THE EFFECT OF ALDOSE REDUCTASE INHIBITION ON THE PATTERN OF NERVE CONDUCTION DEFICITS IN DIABETIC RATS

Conduction deficits caused by 2‐4 months diabetes were examined in one sensory and six motor nerve branches of mature rats. The effect of aldose reductase inhibitor (ponalrestat) treatment was assessed in preventative and reversal studies. The efficacy of 1% dietary myo ‐inositol supplementation was also examined in a 2 month preventative group. Diabetes suppressed a maturation‐related increase in conduction velocity in the interosseus nerve supplying foot muscles.
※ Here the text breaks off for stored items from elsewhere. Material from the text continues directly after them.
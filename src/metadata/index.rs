//! The metadata index: routing table from category to key-set.
//!
//! The index is the single source of truth for which shard holds a key.
//! Lookup is a linear scan over the category key-sets, which is fine at this
//! cardinality.

use std::collections::{BTreeMap, BTreeSet};
use std::fs;
use std::path::Path;

use chrono::Utc;
use serde::{Deserialize, Serialize};

use crate::error::Result;

/// The on-disk index document.
#[derive(Debug, Clone, PartialEq, Eq, Serialize, Deserialize)]
pub struct Index {
    #[serde(default = "default_version")]
    pub version: String,
    #[serde(default)]
    pub project: String,
    #[serde(default = "default_locale")]
    pub default_locale: String,
    #[serde(default, skip_serializing_if = "Option::is_none")]
    pub description: Option<String>,
    /// category -> sorted list of string keys
    #[serde(default)]
    pub categories: BTreeMap<String, Vec<String>>,
    /// category -> shard file path, relative to the store's parent directory
    #[serde(default)]
    pub files: BTreeMap<String, String>,
    #[serde(default)]
    pub total_strings: usize,
    #[serde(default)]
    pub documented_strings: usize,
    #[serde(default)]
    pub last_updated: String,
}

fn default_version() -> String {
    "1.0".to_string()
}

fn default_locale() -> String {
    "en".to_string()
}

impl Index {
    /// Create an empty index for a new store.
    pub fn new(project: &str) -> Self {
        Self {
            version: default_version(),
            project: project.to_string(),
            default_locale: default_locale(),
            description: None,
            categories: BTreeMap::new(),
            files: BTreeMap::new(),
            total_strings: 0,
            documented_strings: 0,
            last_updated: String::new(),
        }
    }

    /// Load the index from `path`.
    pub fn load(path: &Path) -> Result<Self> {
        let content = fs::read_to_string(path)?;
        Ok(serde_json::from_str(&content)?)
    }

    /// Save the index to `path`, refreshing the `last_updated` stamp.
    ///
    /// Uses write-then-rename so a crash never leaves a truncated index.
    pub fn save(&mut self, path: &Path) -> Result<()> {
        self.last_updated = Utc::now().format("%Y-%m-%d").to_string();

        if let Some(parent) = path.parent() {
            fs::create_dir_all(parent)?;
        }
        let temp_path = path.with_extension("json.tmp");
        let bytes = serde_json::to_vec_pretty(self)?;
        fs::write(&temp_path, bytes)?;
        fs::rename(&temp_path, path)?;

        Ok(())
    }

    /// Find the category holding `key`, if any.
    pub fn category_of(&self, key: &str) -> Option<&str> {
        self.categories
            .iter()
            .find(|(_, keys)| keys.iter().any(|k| k == key))
            .map(|(category, _)| category.as_str())
    }

    /// All keys listed in the index, across every category.
    pub fn all_keys(&self) -> BTreeSet<String> {
        self.categories.values().flatten().cloned().collect()
    }

    /// Category names in sorted order.
    pub fn category_names(&self) -> Vec<String> {
        self.categories.keys().cloned().collect()
    }

    /// Replace the key-sets and file table from a regrouped working set.
    ///
    /// Categories with no keys are dropped entirely; key lists are sorted for
    /// deterministic output.
    pub fn set_categories(&mut self, grouped: BTreeMap<String, Vec<String>>, subdir: &str) {
        self.categories.clear();
        self.files.clear();

        for (category, mut keys) in grouped {
            if keys.is_empty() {
                continue;
            }
            keys.sort();
            self.files
                .insert(category.clone(), format!("{}/{}.json", subdir, category));
            self.categories.insert(category, keys);
        }

        self.documented_strings = self.categories.values().map(Vec::len).sum();
    }
}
This was unaffected by any treatment. Large conduction velocity reductions (22‐29%) seen for fast nerves supplying four calf muscles and sensory saphenous nerves were prevented by ponalrestat treatment. In a reversal group, which had 2 months of diabetes followed by 2 months of treatment, restoration of conduction varied between nerves, ranging from 100% in sensory saphenous to 25% in soleus motor branches. Myo ‐inositol supplementation had little effect. Sciatic nerves accumulated the sugar alcohol sorbitol with diabetes. This was markedly reduced by treatment, and correlated with the conduction velocity improvement. There was a 40% reduction in nerve free myo ‐inositol levels after 2 months diabetes. Ponalrestat normalized myo ‐inositol in the short term but failed to do so in 4 month preventative and reversal groups. Myo ‐inositol treatment did not affect nerve levels. The data implicate the polyol pathway in the diabetic conduction velocity deficits seen in normally fast conducting motor and sensory nerves and suggest that aldose reductase inhibitor action does not depend on restoration of nerve myo ‐inositol levels.